Im ersten Semester leitete ausschließlich Prof. Guerrini das Seminar. Sie war sehr
darauf bedacht, den Teilnehmern einen guten wissenschaftlichen Stil und
Professionalität zu vermitteln und stand für die Betreuung der Seminarthemen sogar
am Wochenende per Pager zur Verfügung. Im zweiten Semester wird Prof. Lee, der
Leiter des Intellectual Property Law Programms federführend zum Seminar
hinzustoßen.
Das Seminar vermittelt das Erstellen wissenschaftlicher Texte nach amerikanischen
Maßstäben und Methodik von Grund auf. Im ersten Semester wird deshalb parallel zur
Themenfindung der Chicago-Kent Code of Conduct (Verhaltenskodex) und die
Vermeidung von Plagiarismus erläutert. Außerdem lernt man das U.S. eigene
Zitiersystem nach dem sog. “Blue Book” Standard kennen. Dabei wird im Grunde jede
Art von Quelle in einem eigens vorgegebenen Format zitiert. Zudem wird im ersten
Semester Teil I (Einführung und Problemerörterung) verfasst, im zweiten Semester
dann Teil II (Lösung) und Teil III (Erwiederung potentieller Kritik). Nach diesem
Schema werden die meisten Artikel in U.S. Law Journals verfasst.

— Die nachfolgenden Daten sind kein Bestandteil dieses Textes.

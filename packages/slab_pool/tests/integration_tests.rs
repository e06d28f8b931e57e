//! Integration tests for the `slab_pool` package, exercising the pools through their public API
//! only.

#![expect(
    clippy::undocumented_unsafe_blocks,
    clippy::multiple_unsafe_ops_per_block,
    clippy::indexing_slicing,
    reason = "test code, we assume safety is considered"
)]

use std::collections::HashSet;
use std::ptr::NonNull;
use std::sync::Arc;
use std::thread;

use new_zealand::nz;
use slab_pool::{ArrayPool, Error, SlabPool, SlabPool32, SlabPool64, select_bucket_index};

/// The operations every slab pool flavor shares, so the same scenarios can run against each.
trait Pool {
    fn rent(&mut self) -> NonNull<u8>;
    unsafe fn release(&mut self, ptr: NonNull<u8>);
    fn slabs(&self) -> usize;
    fn free_slabs(&self) -> usize;
    fn len(&self) -> usize;
    fn owns(&self, ptr: NonNull<u8>) -> bool;
    fn nodes_per_slab(&self) -> usize;
    fn trim_excess_to(&mut self, capacity: usize) -> usize;
    fn ensure_capacity(&mut self, capacity: usize) -> usize;
}

macro_rules! impl_pool {
    ($($t:ty),*) => {
        $(
            impl Pool for $t {
                fn rent(&mut self) -> NonNull<u8> {
                    <$t>::rent(self)
                }

                unsafe fn release(&mut self, ptr: NonNull<u8>) {
                    unsafe { <$t>::release(self, ptr) }
                }

                fn slabs(&self) -> usize {
                    <$t>::slabs(self)
                }

                fn free_slabs(&self) -> usize {
                    <$t>::free_slabs(self)
                }

                fn len(&self) -> usize {
                    <$t>::len(self)
                }

                fn owns(&self, ptr: NonNull<u8>) -> bool {
                    <$t>::owns(self, ptr)
                }

                fn nodes_per_slab(&self) -> usize {
                    <$t>::nodes_per_slab(self)
                }

                fn trim_excess_to(&mut self, capacity: usize) -> usize {
                    <$t>::trim_excess_to(self, capacity)
                }

                fn ensure_capacity(&mut self, capacity: usize) -> usize {
                    <$t>::ensure_capacity(self, capacity)
                }
            }
        )*
    };
}

impl_pool!(SlabPool32, SlabPool64, SlabPool);

/// One pool of each flavor with 32 nodes per slab and the given reserve bound.
fn pools_of_32(max_free_slabs: usize) -> Vec<Box<dyn Pool>> {
    vec![
        Box::new(SlabPool32::new(24, max_free_slabs).unwrap()),
        Box::new(
            SlabPool::builder()
                .node_length(24)
                .nodes_per_slab(nz!(32))
                .max_free_slabs(max_free_slabs)
                .build()
                .unwrap(),
        ),
    ]
}

fn release_all(pool: &mut dyn Pool, nodes: impl IntoIterator<Item = NonNull<u8>>) {
    for node in nodes {
        unsafe {
            pool.release(node);
        }
    }
}

#[test]
fn rent_then_release_restores_state() {
    for mut pool in pools_of_32(2) {
        let keep: Vec<_> = (0..10).map(|_| pool.rent()).collect();

        let before = (pool.slabs(), pool.free_slabs(), pool.len());

        let node = pool.rent();
        unsafe {
            pool.release(node);
        }

        assert_eq!((pool.slabs(), pool.free_slabs(), pool.len()), before);

        release_all(pool.as_mut(), keep);
        assert_eq!(pool.len(), 0);
    }
}

#[test]
fn outstanding_rentals_never_alias() {
    let mut pools = pools_of_32(0);
    pools.push(Box::new(SlabPool64::new(8, 0).unwrap()));

    for mut pool in pools {
        let nodes: Vec<_> = (0..500).map(|_| pool.rent()).collect();

        let unique: HashSet<_> = nodes.iter().copied().collect();
        assert_eq!(unique.len(), nodes.len());
        assert!(nodes.iter().all(|node| pool.owns(*node)));

        release_all(pool.as_mut(), nodes);
    }
}

#[test]
fn thirty_three_rentals_need_two_slabs() {
    for mut pool in pools_of_32(0) {
        assert_eq!(pool.nodes_per_slab(), 32);

        let nodes: Vec<_> = (0..33).map(|_| pool.rent()).collect();
        assert_eq!(pool.slabs(), 2);

        release_all(pool.as_mut(), nodes);
    }
}

#[test]
fn eviction_goes_to_reserve_until_bound_then_frees() {
    for mut pool in pools_of_32(1) {
        let first: Vec<_> = (0..32).map(|_| pool.rent()).collect();
        let second: Vec<_> = (0..32).map(|_| pool.rent()).collect();
        let third: Vec<_> = (0..1).map(|_| pool.rent()).collect();
        assert_eq!(pool.slabs(), 3);

        release_all(pool.as_mut(), first);
        assert_eq!(pool.slabs(), 2);
        assert_eq!(pool.free_slabs(), 1);

        release_all(pool.as_mut(), second);
        assert_eq!(pool.slabs(), 1);
        assert_eq!(pool.free_slabs(), 1);

        release_all(pool.as_mut(), third);
    }
}

#[test]
fn current_slab_survives_becoming_vacant() {
    for mut pool in pools_of_32(1) {
        let nodes: Vec<_> = (0..40).map(|_| pool.rent()).collect();
        assert_eq!(pool.slabs(), 2);

        let (first_slab, second_slab) = nodes.split_at(32);

        release_all(pool.as_mut(), first_slab.iter().copied());
        assert_eq!(pool.free_slabs(), 1);
        assert_eq!(pool.slabs(), 1);

        release_all(pool.as_mut(), second_slab.iter().copied());
        assert_eq!(pool.slabs(), 1);
        assert_eq!(pool.free_slabs(), 1);
        assert_eq!(pool.len(), 0);
    }
}

#[test]
fn trim_excess_to_zero_is_idempotent() {
    for mut pool in pools_of_32(3) {
        assert_eq!(pool.ensure_capacity(3), 3);

        assert_eq!(pool.trim_excess_to(0), 0);
        assert_eq!(pool.free_slabs(), 0);

        assert_eq!(pool.trim_excess_to(0), 0);
        assert_eq!(pool.free_slabs(), 0);
    }
}

#[test]
fn bucket_index_contract() {
    assert_eq!(select_bucket_index(16), 0);
    assert_eq!(select_bucket_index(17), 1);
    assert_eq!(select_bucket_index(32), 1);
    assert_eq!(select_bucket_index(33), 2);

    let indexes: Vec<_> = (0..=70_000).map(select_bucket_index).collect();
    assert!(indexes.windows(2).all(|pair| pair[0] <= pair[1]));
}

#[test]
fn pool_moves_between_threads() {
    let mut pool = SlabPool64::new(16, 1).unwrap();
    let nodes: Vec<_> = (0..70).map(|_| pool.rent().addr()).collect();

    let pool = thread::spawn(move || {
        for addr in nodes {
            // Ownership is decided by address alone, so a pointer without provenance will do.
            let node = NonNull::new(std::ptr::null_mut::<u8>().with_addr(addr.get())).unwrap();
            assert!(pool.owns(node));
        }

        pool
    })
    .join()
    .unwrap();

    assert_eq!(pool.len(), 70);
}

#[test]
fn array_pool_shared_between_threads() {
    const THREADS: usize = 4;
    const ITERATIONS: usize = 1_000;

    let pool = Arc::new(
        ArrayPool::<u32>::builder()
            .max_length(4096)
            .cache_size(4)
            .build()
            .unwrap(),
    );

    let handles: Vec<_> = (0..THREADS)
        .map(|thread_index| {
            let pool = Arc::clone(&pool);

            thread::spawn(move || {
                let mut held = Vec::new();

                for i in 0..ITERATIONS {
                    let length = 1 + (i * 97 + thread_index * 13) % 4096;
                    let mut array = pool.rent(length);
                    assert!(array.len() >= length);
                    assert!(array.len().is_power_of_two());

                    let marker = u32::try_from(thread_index * ITERATIONS + i).unwrap();
                    for slot in unsafe { array.as_uninit_slice_mut() } {
                        slot.write(marker);
                    }

                    held.push((array, marker));

                    // Keep a few arrays alive at a time so concurrent rentals overlap.
                    if held.len() > 3 {
                        let (array, marker) = held.remove(0);

                        for slot in unsafe { array.as_uninit_slice() } {
                            assert_eq!(unsafe { slot.assume_init() }, marker);
                        }

                        pool.release(array);
                    }
                }

                for (array, _) in held {
                    pool.release(array);
                }
            })
        })
        .collect();

    for handle in handles {
        handle.join().unwrap();
    }

    pool.trim_excess();
}

#[test]
fn array_pool_errors_are_distinguishable() {
    let pool = ArrayPool::<u64>::builder().max_length(256).build().unwrap();
    let other = ArrayPool::<u64>::builder().max_length(256).build().unwrap();

    assert!(matches!(
        pool.try_rent(257),
        Err(Error::LengthOutOfRange {
            length: 257,
            max_length: 256
        })
    ));

    let array = other.rent(10);
    assert!(matches!(
        pool.try_release(array),
        Err(Error::ForeignArray { .. })
    ));

    assert!(matches!(
        ArrayPool::<u64>::builder().max_length(1 << 31).build(),
        Err(Error::MaxLengthOutOfRange { .. })
    ));
}

#[test]
fn array_pool_with_unbounded_cache_builds() {
    let pool = ArrayPool::<u8>::builder()
        .cache_size(usize::MAX)
        .build()
        .unwrap();

    let array = pool.rent(1000);
    assert_eq!(array.len(), 1024);
    pool.release(array);
}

Das Seminar wird im Fall Term nur mit einem credit gutgeschrieben, im Spring Term
dann mit zwei. Es ist jedoch mit seinen alle zwei Wochen wiederkehrenden
Abgabefristen und dem sehr hohen wissenschaftlichen Anspruch an die Qualität der
Arbeit nicht zu unterschätzen.
IV. Freizeit in Chicago
1. Nachtleben
Bezüglich des Nachtlebens sind Bars wie das McFaddens und Public House oder Clubs
wie The Mid und Soundbar Namen, die man auf jeden Fall genauer unter die Lupe
nehmen sollte. Auch den Besuch eines Jazz- oder Blues-Clubs wie der Green Mill oder
dem Blue Chicago kann ich nur wärmstens empfehlen, insofern ja Chicago weltbekannt
für diese Musikstile ist. Siehe hierzu auch das alljährlich im Millenium-Park stattfindende
“Chicago Jazz Festival”.
2. Sport
Sportlich dürfte “Chi Town” auch für jeden Geschmack etwas zu bieten haben. Wer in den
Canterburys wohnt und sich gerne im Freien austobt, für den bietet es sich an, entlang des
Lake Michigan laufen oder im Sommer im See selbst schwimmen zu gehen. Günstige
Aktionen der Gyms in Zusammenarbeit mit dem College werden auch angeboten (ab $ 35
Monatsbeitrag für Studenten). Es gibt auch Tennis-, Fußball- und sogar einen Golfplatz
entlang des Lake Michigan. In einem Kanal im Lincoln Park kann man auch das Rudern
(Rowing) ausprobieren. Und abschließend sei noch das Keating Sport Center am Main
Campus des IIT erwähnt (http://www.illinoistechathletics.com/). Dort gibt es eine
Schwimmhalle mit 25 m Bahnen und ein Fitness Center, beides kostenlos.
V. Resümee
Abschließend kann ich nur nochmals betonen, welch eine spannende Zeit ich bisher in dieser
überwältigenden Großstadt verbracht habe, die ich noch für eine Weile mein Zuhause nennen
darf. Der sprachliche und studienbezogene Mehrwert, den ich aus dem ersten Semester gezogen
habe sowie die vielen neuen Freundschaften, die man mit tollen Persönlichkeiten aus aller Welt
schließen kann, sollten Grund genug für jeden sein, sich einen Auslandsaufenthalt zum Ziel zu
setzen. Bleibt mir nur noch, mich ganz herzlich beim Lehrstuhl von Herrn Prof. Möllers,
insbesondere bei Herrn Prof. Möllers selbst, seiner Sekretärin Frau Weidenhammer und vor allen
Dingen bei Herrn Andreas Harrer für die Ermöglichung des Auslandsaufenthalts und die
hervorragende Betreuung zu bedanken. Weiterer besonderer Dank gilt Dean Harris und seinem
Team vom International Office des Kent-College, sowie Prof. Lee, dem Direktor des Programms
in International Intellectual Property Law und seinen Mitarbeitern. Danke!